RAW DATA section start

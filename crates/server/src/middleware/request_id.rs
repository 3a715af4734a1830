//! Request ID middleware for request tracing and correlation.
//!
//! Generates a UUID v4 for each request if not provided by an upstream
//! proxy. The request ID is recorded in the current tracing span, added to
//! the Sentry scope for error correlation, and returned in the response
//! headers.

use axum::{extract::Request, http::HeaderValue, middleware::Next, response::Response};
use tracing::Span;
use uuid::Uuid;

/// The HTTP header name for request IDs.
pub const REQUEST_ID_HEADER: &str = "x-request-id";

/// Middleware that ensures every request has a unique request ID.
///
/// If the incoming request has an `x-request-id` header (from a load
/// balancer or another upstream proxy), that value is used. Otherwise, a new
/// UUID v4 is generated.
pub async fn request_id_middleware(request: Request, next: Next) -> Response {
    let request_id = request
        .headers()
        .get(REQUEST_ID_HEADER)
        .and_then(|h| h.to_str().ok())
        .map_or_else(|| Uuid::new_v4().to_string(), String::from);

    // Record in current span for structured logging
    Span::current().record("request_id", &request_id);

    // Set in Sentry scope for error correlation
    sentry::configure_scope(|scope| {
        scope.set_tag("request_id", &request_id);
    });

    let mut response = next.run(request).await;

    // Add to response headers so clients can reference the request ID
    if let Ok(value) = HeaderValue::from_str(&request_id) {
        response.headers_mut().insert(REQUEST_ID_HEADER, value);
    }

    response
}
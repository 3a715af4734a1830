//! Catalog route handlers.
//!
//! Reads are open to everyone; create/update/delete pass through the
//! [`RequireAdmin`] gate before touching the store.

use axum::{
    Json,
    extract::{Path, Query, State},
    http::StatusCode,
    response::IntoResponse,
};
use rust_decimal::Decimal;
use serde::Deserialize;
use tracing::instrument;

use tannery_core::{ProductCategory, ProductId};

use crate::db::Store;
use crate::error::{AppError, Result};
use crate::middleware::RequireAdmin;
use crate::models::{NewProduct, Product, ProductUpdate};
use crate::state::AppState;

/// Query parameters for the product listing.
#[derive(Debug, Deserialize)]
pub struct ListQuery {
    pub category: Option<ProductCategory>,
}

/// Request body for creating a product.
#[derive(Debug, Deserialize)]
pub struct CreateProductBody {
    pub name: String,
    pub description: String,
    pub category: ProductCategory,
    pub price: Decimal,
    pub image_url: String,
}

/// Request body for updating a product. Absent fields are left unchanged.
#[derive(Debug, Deserialize, Default)]
pub struct UpdateProductBody {
    pub name: Option<String>,
    pub description: Option<String>,
    pub category: Option<ProductCategory>,
    pub price: Option<Decimal>,
    pub image_url: Option<String>,
}

/// List products, optionally filtered by category.
#[instrument(skip(state))]
pub async fn index(
    State(state): State<AppState>,
    Query(query): Query<ListQuery>,
) -> Result<Json<Vec<Product>>> {
    let products = state.store().products(query.category).await?;
    Ok(Json(products))
}

/// Product detail.
#[instrument(skip(state))]
pub async fn show(
    State(state): State<AppState>,
    Path(id): Path<i32>,
) -> Result<Json<Product>> {
    let product = state
        .store()
        .product(ProductId::new(id))
        .await?
        .ok_or_else(|| AppError::NotFound("Product".to_string()))?;

    Ok(Json(product))
}

/// Create a product (admin only).
#[instrument(skip(state, body))]
pub async fn create(
    RequireAdmin(_admin): RequireAdmin,
    State(state): State<AppState>,
    Json(body): Json<CreateProductBody>,
) -> Result<impl IntoResponse> {
    let input = NewProduct {
        name: body.name,
        description: body.description,
        category: body.category,
        price: body.price,
        image_url: body.image_url,
    };
    validate_product_fields(&input.name, input.price)?;

    let product = state.store().insert_product(&input).await?;

    Ok((StatusCode::CREATED, Json(product)))
}

/// Update a product (admin only).
#[instrument(skip(state, body))]
pub async fn update(
    RequireAdmin(_admin): RequireAdmin,
    State(state): State<AppState>,
    Path(id): Path<i32>,
    Json(body): Json<UpdateProductBody>,
) -> Result<Json<Product>> {
    if let Some(name) = &body.name
        && name.trim().is_empty()
    {
        return Err(AppError::BadRequest("Product name is required".to_string()));
    }
    if let Some(price) = body.price {
        validate_price(price)?;
    }

    let update = ProductUpdate {
        name: body.name,
        description: body.description,
        category: body.category,
        price: body.price,
        image_url: body.image_url,
    };

    let product = state
        .store()
        .update_product(ProductId::new(id), &update)
        .await?
        .ok_or_else(|| AppError::NotFound("Product".to_string()))?;

    Ok(Json(product))
}

/// Delete a product (admin only).
///
/// Existing order lines keep their snapshot prices; cart rows referencing
/// the product simply stop appearing in cart reads.
#[instrument(skip(state))]
pub async fn remove(
    RequireAdmin(_admin): RequireAdmin,
    State(state): State<AppState>,
    Path(id): Path<i32>,
) -> Result<StatusCode> {
    let deleted = state.store().delete_product(ProductId::new(id)).await?;
    if !deleted {
        return Err(AppError::NotFound("Product".to_string()));
    }

    Ok(StatusCode::NO_CONTENT)
}

fn validate_product_fields(name: &str, price: Decimal) -> Result<()> {
    if name.trim().is_empty() {
        return Err(AppError::BadRequest("Product name is required".to_string()));
    }
    validate_price(price)
}

fn validate_price(price: Decimal) -> Result<()> {
    if price < Decimal::ZERO {
        return Err(AppError::BadRequest(
            "Price must not be negative".to_string(),
        ));
    }
    Ok(())
}
// =============================================================================
// Store Implementation
// =============================================================================

impl Store for PgStore {
    async fn create_user(
        &self,
        username: &Username,
        password_hash: &str,
        role: UserRole,
    ) -> Result<User, StoreError> {
        let row: UserRow = sqlx::query_as(
            r"
            INSERT INTO users (username, password_hash, role)
            VALUES ($1, $2, $3)
            RETURNING id, username, password_hash, role, created_at
            ",
        )
        .bind(username.as_str())
        .bind(password_hash)
        .bind(role.to_string())
        .fetch_one(&self.pool)
        .await
        .map_err(|e| {
            if let sqlx::Error::Database(ref db_err) = e
                && db_err.is_unique_violation()
            {
                return StoreError::Conflict("username already exists".to_owned());
            }
            StoreError::Database(e)
        })?;

        let (user, _) = row.into_domain()?;
        Ok(user)
    }

    async fn user_by_username(
        &self,
        username: &Username,
    ) -> Result<Option<(User, String)>, StoreError> {
        let row: Option<UserRow> = sqlx::query_as(
            r"
            SELECT id, username, password_hash, role, created_at
            FROM users
            WHERE username = $1
            ",
        )
        .bind(username.as_str())
        .fetch_optional(&self.pool)
        .await?;

        row.map(UserRow::into_domain).transpose()
    }

    async fn user_by_id(&self, id: UserId) -> Result<Option<User>, StoreError> {
        let row: Option<UserRow> = sqlx::query_as(
            r"
            SELECT id, username, password_hash, role, created_at
            FROM users
            WHERE id = $1
            ",
        )
        .bind(id)
        .fetch_optional(&self.pool)
        .await?;

        row.map(|r| r.into_domain().map(|(user, _)| user)).transpose()
    }

    async fn products(
        &self,
        category: Option<ProductCategory>,
    ) -> Result<Vec<Product>, StoreError> {
        let rows: Vec<ProductRow> = match category {
            Some(category) => {
                sqlx::query_as(
                    r"
                    SELECT id, name, description, category, price, image_url, created_at
                    FROM products
                    WHERE category = $1
                    ORDER BY id
                    ",
                )
                .bind(category.as_str())
                .fetch_all(&self.pool)
                .await?
            }
            None => {
                sqlx::query_as(
                    r"
                    SELECT id, name, description, category, price, image_url, created_at
                    FROM products
                    ORDER BY id
                    ",
                )
                .fetch_all(&self.pool)
                .await?
            }
        };

        rows.into_iter().map(Product::try_from).collect()
    }

    async fn product(&self, id: ProductId) -> Result<Option<Product>, StoreError> {
        let row: Option<ProductRow> = sqlx::query_as(
            r"
            SELECT id, name, description, category, price, image_url, created_at
            FROM products
            WHERE id = $1
            ",
        )
        .bind(id)
        .fetch_optional(&self.pool)
        .await?;

        row.map(Product::try_from).transpose()
    }

    async fn insert_product(&self, input: &NewProduct) -> Result<Product, StoreError> {
        let row: ProductRow = sqlx::query_as(
            r"
            INSERT INTO products (name, description, category, price, image_url)
            VALUES ($1, $2, $3, $4, $5)
            RETURNING id, name, description, category, price, image_url, created_at
            ",
        )
        .bind(&input.name)
        .bind(&input.description)
        .bind(input.category.as_str())
        .bind(input.price)
        .bind(&input.image_url)
        .fetch_one(&self.pool)
        .await?;

        row.try_into()
    }

    async fn update_product(
        &self,
        id: ProductId,
        update: &ProductUpdate,
    ) -> Result<Option<Product>, StoreError> {
        let row: Option<ProductRow> = sqlx::query_as(
            r"
            UPDATE products
            SET name = COALESCE($2, name),
                description = COALESCE($3, description),
                category = COALESCE($4, category),
                price = COALESCE($5, price),
                image_url = COALESCE($6, image_url)
            WHERE id = $1
            RETURNING id, name, description, category, price, image_url, created_at
            ",
        )
        .bind(id)
        .bind(update.name.as_deref())
        .bind(update.description.as_deref())
        .bind(update.category.map(|c| c.as_str()))
        .bind(update.price)
        .bind(update.image_url.as_deref())
        .fetch_optional(&self.pool)
        .await?;

        row.map(Product::try_from).transpose()
    }

    async fn delete_product(&self, id: ProductId) -> Result<bool, StoreError> {
        let result = sqlx::query("DELETE FROM products WHERE id = $1")
            .bind(id)
            .execute(&self.pool)
            .await?;

        Ok(result.rows_affected() > 0)
    }

    async fn upsert_cart_item(
        &self,
        user_id: UserId,
        product_id: ProductId,
        quantity: i32,
    ) -> Result<CartItem, StoreError> {
        // Merge keyed on the (user_id, product_id) uniqueness constraint so
        // concurrent adds cannot create duplicate rows.
        let row: CartItemRow = sqlx::query_as(
            r"
            INSERT INTO cart_items (user_id, product_id, quantity)
            VALUES ($1, $2, $3)
            ON CONFLICT (user_id, product_id)
            DO UPDATE SET quantity = cart_items.quantity + EXCLUDED.quantity
            RETURNING id, user_id, product_id, quantity, created_at
            ",
        )
        .bind(user_id)
        .bind(product_id)
        .bind(quantity)
        .fetch_one(&self.pool)
        .await?;

        Ok(row.into())
    }

    async fn set_cart_quantity(
        &self,
        item_id: CartItemId,
        user_id: UserId,
        quantity: i32,
    ) -> Result<Option<CartItem>, StoreError> {
        let row: Option<CartItemRow> = sqlx::query_as(
            r"
            UPDATE cart_items
            SET quantity = $3
            WHERE id = $1 AND user_id = $2
            RETURNING id, user_id, product_id, quantity, created_at
            ",
        )
        .bind(item_id)
        .bind(user_id)
        .bind(quantity)
        .fetch_optional(&self.pool)
        .await?;

        Ok(row.map(CartItem::from))
    }

    async fn remove_cart_item(
        &self,
        item_id: CartItemId,
        user_id: UserId,
    ) -> Result<bool, StoreError> {
        let result = sqlx::query("DELETE FROM cart_items WHERE id = $1 AND user_id = $2")
            .bind(item_id)
            .bind(user_id)
            .execute(&self.pool)
            .await?;

        Ok(result.rows_affected() > 0)
    }

    async fn cart_lines(&self, user_id: UserId) -> Result<Vec<CartLine>, StoreError> {
        // Inner join: rows whose product was deleted are dropped here rather
        // than breaking the read path.
        let rows: Vec<CartLineRow> = sqlx::query_as(
            r"
            SELECT ci.id, ci.user_id, ci.product_id, ci.quantity, ci.created_at,
                   p.name AS product_name,
                   p.description AS product_description,
                   p.category AS product_category,
                   p.price AS product_price,
                   p.image_url AS product_image_url,
                   p.created_at AS product_created_at
            FROM cart_items ci
            INNER JOIN products p ON p.id = ci.product_id
            WHERE ci.user_id = $1
            ORDER BY ci.created_at, ci.id
            ",
        )
        .bind(user_id)
        .fetch_all(&self.pool)
        .await?;

        rows.into_iter().map(CartLine::try_from).collect()
    }

    async fn clear_cart(&self, user_id: UserId) -> Result<u64, StoreError> {
        let result = sqlx::query("DELETE FROM cart_items WHERE user_id = $1")
            .bind(user_id)
            .execute(&self.pool)
            .await?;

        Ok(result.rows_affected())
    }

    async fn create_order(&self, draft: &OrderDraft) -> Result<PlacedOrder, StoreError> {
        let mut tx = self.pool.begin().await?;

        // Empty the cart first: zero rows means the cart was emptied since
        // the caller read it (e.g., a concurrent checkout), so abort before
        // minting an order.
        let deleted = sqlx::query("DELETE FROM cart_items WHERE user_id = $1")
            .bind(draft.user_id)
            .execute(&mut *tx)
            .await?;

        if deleted.rows_affected() == 0 {
            tx.rollback().await?;
            return Err(StoreError::NotFound);
        }

        let order_row: OrderRow = sqlx::query_as(
            r"
            INSERT INTO orders (user_id, total, status)
            VALUES ($1, $2, $3)
            RETURNING id, user_id, total, status, created_at
            ",
        )
        .bind(draft.user_id)
        .bind(draft.total)
        .bind(draft.status.to_string())
        .fetch_one(&mut *tx)
        .await?;

        let mut lines = Vec::with_capacity(draft.lines.len());
        for line in &draft.lines {
            let line_row: OrderLineRow = sqlx::query_as(
                r"
                INSERT INTO order_lines (order_id, product_id, quantity, price)
                VALUES ($1, $2, $3, $4)
                RETURNING id, order_id, product_id, quantity, price
                ",
            )
            .bind(order_row.id)
            .bind(line.product_id)
            .bind(line.quantity)
            .bind(line.price)
            .fetch_one(&mut *tx)
            .await?;

            lines.push(OrderLine::from(line_row));
        }

        tx.commit().await?;

        Ok(PlacedOrder {
            order: order_row.try_into()?,
            lines,
        })
    }

    async fn orders(&self, user_id: UserId) -> Result<Vec<Order>, StoreError> {
        let rows: Vec<OrderRow> = sqlx::query_as(
            r"
            SELECT id, user_id, total, status, created_at
            FROM orders
            WHERE user_id = $1
            ORDER BY created_at, id
            ",
        )
        .bind(user_id)
        .fetch_all(&self.pool)
        .await?;

        rows.into_iter().map(Order::try_from).collect()
    }
}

RAW DATA section end

■ **TASK STATEMENT**: The lines to return are those with the string "trim" in them; copy each from the entries above.

■ **RESPONSE BELOW**:
        && name.trim().is_empty()
    if name.trim().is_empty() {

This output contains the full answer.